◆ **What the task asks**:
Wherever the word "NativeSettings" occurs in the lines below, copy the whole line.

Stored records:
────────────────

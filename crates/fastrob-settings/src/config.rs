//! Configuration for a full pipeline run
//!
//! One [`Config`] carries everything `recompute` needs: where the raw
//! document comes from, the slicing parameters, post-processing, the path
//! filter and the compiler target. Files are JSON or TOML, picked by
//! extension.

use crate::error::{SettingsError, SettingsResult};
use fastrob_compiler::CompilerConfig;
use fastrob_core::Point3;
use fastrob_engine::EngineConfig;
use fastrob_gcode::FilterSettings;
use fastrob_geometry::PlannerParams;
use serde::{Deserialize, Serialize};
use std::fmt;
use std::path::{Path, PathBuf};
use std::str::FromStr;
use tracing::{debug, info};

/// Where the raw document comes from
#[derive(Debug, Clone, Copy, PartialEq, Eq, Default, Serialize, Deserialize)]
#[serde(rename_all = "lowercase")]
pub enum Source {
    /// External slicing engine, reconstructed from its motion commands
    #[default]
    Engine,
    /// Built-in contour and zig-zag planner
    Native,
}

impl fmt::Display for Source {
    fn fmt(&self, f: &mut fmt::Formatter<'_>) -> fmt::Result {
        match self {
            Self::Engine => write!(f, "engine"),
            Self::Native => write!(f, "native"),
        }
    }
}

impl FromStr for Source {
    type Err = String;

    fn from_str(s: &str) -> Result<Self, Self::Err> {
        match s.trim().to_lowercase().as_str() {
            "engine" => Ok(Self::Engine),
            "native" => Ok(Self::Native),
            _ => Err(format!("Unknown source: {}", s)),
        }
    }
}

/// Settings only the native planner uses.
///
/// Layer height, bead width, perimeters, angle and density are shared with
/// the engine and read from [`EngineConfig`].
#[derive(Debug, Clone, PartialEq, Serialize, Deserialize)]
#[serde(default)]
pub struct NativeSettings {
    /// Join hatch segments into serpentines
    pub continuous: bool,
    /// Uniform scale applied on mesh import
    pub scale: f64,
    /// Center the mesh on the XY origin with its base at Z = 0
    pub center_model: bool,
}

impl Default for NativeSettings {
    fn default() -> Self {
        Self {
            continuous: true,
            scale: 1.0,
            center_model: false,
        }
    }
}

/// Post-processing applied to the raw document, in field order
#[derive(Debug, Clone, PartialEq, Serialize, Deserialize)]
#[serde(default)]
pub struct PostProcessSettings {
    /// Maximum point spacing; 0 disables resampling
    pub discretize: f64,
    /// Seam shift per layer; the last value repeats
    pub seam_shifts: Vec<i64>,
    /// Lead-in/lead-out displacement; zero disables it
    pub axis_offset: Point3,
}

impl Default for PostProcessSettings {
    fn default() -> Self {
        Self {
            discretize: 0.0,
            seam_shifts: Vec::new(),
            axis_offset: Point3::new(0.0, 0.0, 10.0),
        }
    }
}

impl PostProcessSettings {
    /// Whether every path carries synthetic lead-in and lead-out points
    pub fn has_lead(&self) -> bool {
        !self.axis_offset.is_zero()
    }
}

/// Complete pipeline configuration
#[derive(Debug, Clone, PartialEq, Serialize, Deserialize, Default)]
#[serde(default)]
pub struct Config {
    pub source: Source,
    /// Translation of the document into global coordinates
    pub placement: Point3,
    /// Slicing parameters, shared by both sources
    pub engine: EngineConfig,
    pub native: NativeSettings,
    pub postprocess: PostProcessSettings,
    pub filter: FilterSettings,
    pub compiler: CompilerConfig,
}

impl Config {
    /// Create new config with defaults
    pub fn new() -> Self {
        Self::default()
    }

    /// `<config dir>/fastrob/config.toml`
    pub fn default_path() -> SettingsResult<PathBuf> {
        dirs::config_dir()
            .map(|dir| dir.join("fastrob").join("config.toml"))
            .ok_or_else(|| {
                SettingsError::ConfigDirectory("No configuration directory on this platform".into())
            })
    }

    /// Native planner parameters derived from the shared slicing settings
    pub fn planner_params(&self) -> PlannerParams {
        PlannerParams {
            layer_height: self.engine.layer_height,
            line_width: self.engine.seam_width,
            perimeters: self.engine.perimeters,
            fill_angle: self.engine.fill_angle,
            fill_density: f64::from(self.engine.fill_density),
            continuous: self.native.continuous,
        }
    }

    /// Load config from file (JSON or TOML)
    pub fn load_from_file(path: &Path) -> SettingsResult<Self> {
        let format = Format::from_path(path)?;
        let content = std::fs::read_to_string(path).map_err(|e| {
            SettingsError::LoadError(format!("Failed to read {}: {}", path.display(), e))
        })?;

        let config: Self = match format {
            Format::Json => serde_json::from_str(&content)?,
            Format::Toml => toml::from_str(&content)?,
        };

        config.validate()?;
        info!("Loaded configuration from {}", path.display());
        Ok(config)
    }

    /// Save config to file (JSON or TOML), creating parent directories
    pub fn save_to_file(&self, path: &Path) -> SettingsResult<()> {
        self.validate()?;

        let content = match Format::from_path(path)? {
            Format::Json => serde_json::to_string_pretty(self)?,
            Format::Toml => toml::to_string_pretty(self)?,
        };

        if let Some(parent) = path.parent().filter(|p| !p.as_os_str().is_empty()) {
            std::fs::create_dir_all(parent)?;
        }
        std::fs::write(path, content).map_err(|e| {
            SettingsError::SaveError(format!("Failed to write {}: {}", path.display(), e))
        })?;

        debug!("Saved configuration to {}", path.display());
        Ok(())
    }

    /// Validate configuration
    pub fn validate(&self) -> SettingsResult<()> {
        let engine = &self.engine;
        if engine.layer_height <= 0.0 || engine.layer_height.is_nan() {
            return Err(SettingsError::invalid("engine.layer_height", "must be > 0"));
        }
        if engine.seam_width <= 0.0 || engine.seam_width.is_nan() {
            return Err(SettingsError::invalid("engine.seam_width", "must be > 0"));
        }
        if engine.fill_density > 100 {
            return Err(SettingsError::invalid(
                "engine.fill_density",
                format!("{}% exceeds 100%", engine.fill_density),
            ));
        }
        if !engine.fill_angle.is_finite() {
            return Err(SettingsError::invalid("engine.fill_angle", "must be finite"));
        }
        if engine.anchor_max < 0.0 {
            return Err(SettingsError::invalid("engine.anchor_max", "must be >= 0"));
        }
        if let Some(overlap) = engine.overlap {
            if overlap <= 0.0 || overlap > 100.0 || overlap.is_nan() {
                return Err(SettingsError::invalid(
                    "engine.overlap",
                    "must be in (0, 100]",
                ));
            }
        }
        if engine.executable.as_os_str().is_empty() {
            return Err(SettingsError::invalid("engine.executable", "must not be empty"));
        }

        if self.native.scale <= 0.0 || self.native.scale.is_nan() {
            return Err(SettingsError::invalid("native.scale", "must be > 0"));
        }

        if self.postprocess.discretize < 0.0 || self.postprocess.discretize.is_nan() {
            return Err(SettingsError::invalid(
                "postprocess.discretize",
                "must be >= 0",
            ));
        }

        Ok(())
    }
}

enum Format {
    Json,
    Toml,
}

impl Format {
    fn from_path(path: &Path) -> SettingsResult<Self> {
        match path.extension().and_then(|ext| ext.to_str()) {
            Some(ext) if ext.eq_ignore_ascii_case("json") => Ok(Self::Json),
            Some(ext) if ext.eq_ignore_ascii_case("toml") => Ok(Self::Toml),
            other => Err(SettingsError::UnsupportedFormat(format!(
                "{} (config file must be .json or .toml)",
                other.unwrap_or("no extension")
            ))),
        }
    }
}
//! Data model shared by every stage of the toolpath pipeline.
//!
//! A [`Document`] is a ragged three-level structure: layers hold paths, paths
//! hold points. It is the only structure passed between stages.

pub mod document;

pub use document::{Document, Layer, Path};

use serde::{Deserialize, Serialize};
use std::ops::{Add, Mul, Neg, Sub};

/// A point (or displacement) in 3-D space.
///
/// Serializes as a plain `[x, y, z]` array.
#[derive(Debug, Clone, Copy, PartialEq, Default, Serialize, Deserialize)]
#[serde(from = "[f64; 3]", into = "[f64; 3]")]
pub struct Point3 {
    /// X coordinate
    pub x: f64,
    /// Y coordinate
    pub y: f64,
    /// Z coordinate
    pub z: f64,
}

impl Point3 {
    /// The origin
    pub const ORIGIN: Point3 = Point3 {
        x: 0.0,
        y: 0.0,
        z: 0.0,
    };

    pub fn new(x: f64, y: f64, z: f64) -> Self {
        Self { x, y, z }
    }

    /// Euclidean distance to another point
    pub fn distance_to(&self, other: &Point3) -> f64 {
        (*other - *self).length()
    }

    pub fn length(&self) -> f64 {
        (self.x * self.x + self.y * self.y + self.z * self.z).sqrt()
    }

    /// True if every component is exactly zero
    pub fn is_zero(&self) -> bool {
        self.x == 0.0 && self.y == 0.0 && self.z == 0.0
    }

    /// Linear interpolation towards `other`
    pub fn lerp(&self, other: &Point3, t: f64) -> Point3 {
        *self + (*other - *self) * t
    }

    pub fn to_array(self) -> [f64; 3] {
        [self.x, self.y, self.z]
    }
}

impl From<[f64; 3]> for Point3 {
    fn from(v: [f64; 3]) -> Self {
        Self::new(v[0], v[1], v[2])
    }
}

impl From<Point3> for [f64; 3] {
    fn from(p: Point3) -> Self {
        p.to_array()
    }
}

impl From<(f64, f64, f64)> for Point3 {
    fn from((x, y, z): (f64, f64, f64)) -> Self {
        Self::new(x, y, z)
    }
}

impl Add for Point3 {
    type Output = Point3;

    fn add(self, rhs: Point3) -> Point3 {
        Point3::new(self.x + rhs.x, self.y + rhs.y, self.z + rhs.z)
    }
}

impl Sub for Point3 {
    type Output = Point3;

    fn sub(self, rhs: Point3) -> Point3 {
        Point3::new(self.x - rhs.x, self.y - rhs.y, self.z - rhs.z)
    }
}

impl Mul<f64> for Point3 {
    type Output = Point3;

    fn mul(self, rhs: f64) -> Point3 {
        Point3::new(self.x * rhs, self.y * rhs, self.z * rhs)
    }
}

impl Neg for Point3 {
    type Output = Point3;

    fn neg(self) -> Point3 {
        Point3::new(-self.x, -self.y, -self.z)
    }
}

impl std::fmt::Display for Point3 {
    fn fmt(&self, f: &mut std::fmt::Formatter<'_>) -> std::fmt::Result {
        write!(f, "({:.3}, {:.3}, {:.3})", self.x, self.y, self.z)
    }
}
//! # Native Toolpath Planner
//!
//! Builds a [`Document`] directly from a mesh, without an external slicing
//! engine: every layer height is sliced, offset into walls and a fill
//! boundary, and the fill boundary is rasterized with the zig-zag generator.
//!
//! The per-layer intermediates are kept in [`LayerPlan`]s so a rendering
//! layer can inspect shells and hatch lines.

use crate::collaborator::GeometryCollaborator;
use crate::contour::{offset_increments, offset_shells, LayerShells};
use crate::infill::{InfillParams, InfillResult, ZigZagInfill};
use crate::model3d::Mesh3D;
use crate::region::Region;
use fastrob_core::{Document, Layer};
use serde::{Deserialize, Serialize};
use tracing::{debug, info, warn};

/// Parameters for native toolpath planning
#[derive(Debug, Clone, PartialEq, Serialize, Deserialize)]
#[serde(default)]
pub struct PlannerParams {
    /// Distance between slicing planes
    pub layer_height: f64,
    /// Bead width; walls are spaced by it
    pub line_width: f64,
    /// Number of perimeter walls
    pub perimeters: u32,
    /// Infill raster angle in degrees
    pub fill_angle: f64,
    /// Infill density in percent; 0 disables infill
    pub fill_density: f64,
    /// Join hatch segments into serpentines
    pub continuous: bool,
}

impl Default for PlannerParams {
    fn default() -> Self {
        Self {
            layer_height: 2.0,
            line_width: 6.0,
            perimeters: 1,
            fill_angle: 45.0,
            fill_density: 100.0,
            continuous: true,
        }
    }
}

impl PlannerParams {
    /// Hatch spacing derived from line width and density, `None` when infill is off
    pub fn infill_spacing(&self) -> Option<f64> {
        if self.fill_density > 0.0 && self.line_width > 0.0 {
            Some(self.line_width * 100.0 / self.fill_density.min(100.0))
        } else {
            None
        }
    }
}

/// Everything computed for one slicing plane.
#[derive(Debug, Clone, PartialEq)]
pub struct LayerPlan {
    /// Height of the slicing plane
    pub z: f64,
    /// Raw cross-section
    pub section: Vec<Region>,
    /// Walls and fill boundary
    pub shells: LayerShells,
    /// Infill and its hatch lines
    pub infill: InfillResult,
    /// Paths emitted for this layer: walls first, then infill
    pub layer: Layer,
}

/// Result of planning a whole mesh
#[derive(Debug, Clone, Default, PartialEq)]
pub struct ToolpathPlan {
    pub document: Document,
    pub layers: Vec<LayerPlan>,
}

/// Mesh to document planner
pub struct ToolpathPlanner<'a, G: GeometryCollaborator + ?Sized> {
    geometry: &'a G,
    params: PlannerParams,
}

impl<'a, G: GeometryCollaborator + ?Sized> ToolpathPlanner<'a, G> {
    pub fn new(geometry: &'a G, params: PlannerParams) -> Self {
        Self { geometry, params }
    }

    pub fn params(&self) -> &PlannerParams {
        &self.params
    }

    /// Plan every layer of `mesh`.
    ///
    /// Planes that cut nothing produce no layer.
    pub fn process_mesh(&self, mesh: &Mesh3D) -> ToolpathPlan {
        let heights = mesh.layer_heights(self.params.layer_height);
        info!(
            "Planning {} layers at {} mm layer height",
            heights.len(),
            self.params.layer_height
        );

        let mut plan = ToolpathPlan::default();
        for z in heights {
            let section = self.geometry.slice_plane(mesh, z);
            if section.is_empty() {
                debug!("Empty cross-section at Z={}, skipping", z);
                continue;
            }

            let layer_plan = self.process_section(z, section);
            if layer_plan.layer.is_empty() {
                continue;
            }
            plan.document.push(layer_plan.layer.clone());
            plan.layers.push(layer_plan);
        }

        info!(
            "Planned {} layers with {} paths",
            plan.document.len(),
            plan.document.path_count()
        );
        plan
    }

    /// Plan one cross-section at height `z`.
    pub fn process_section(&self, z: f64, section: Vec<Region>) -> LayerPlan {
        let increments = offset_increments(self.params.perimeters, self.params.line_width);
        let shells = offset_shells(self.geometry, &section, &increments);
        if let Some(err) = &shells.truncated {
            debug!("Layer at Z={} truncated: {}", z, err);
        }

        let infill = match (&shells.fill_boundary, self.params.infill_spacing()) {
            (Some(boundary), Some(spacing)) => {
                let params = InfillParams {
                    angle_deg: self.params.fill_angle,
                    spacing,
                    continuous: self.params.continuous,
                };
                ZigZagInfill::new(self.geometry, params).generate(boundary)
            }
            (None, Some(_)) => {
                warn!("No fill boundary at Z={}, layer gets walls only", z);
                InfillResult::default()
            }
            _ => InfillResult::default(),
        };

        let mut layer = Layer::default();
        for path in shells.wall_paths(z).into_iter().chain(infill.paths(z)) {
            if path.len() > 1 {
                layer.push(path);
            }
        }

        LayerPlan {
            z,
            section,
            shells,
            infill,
            layer,
        }
    }
}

────────────────

◆ **Response**:
pub struct NativeSettings {
impl Default for NativeSettings {
    pub native: NativeSettings,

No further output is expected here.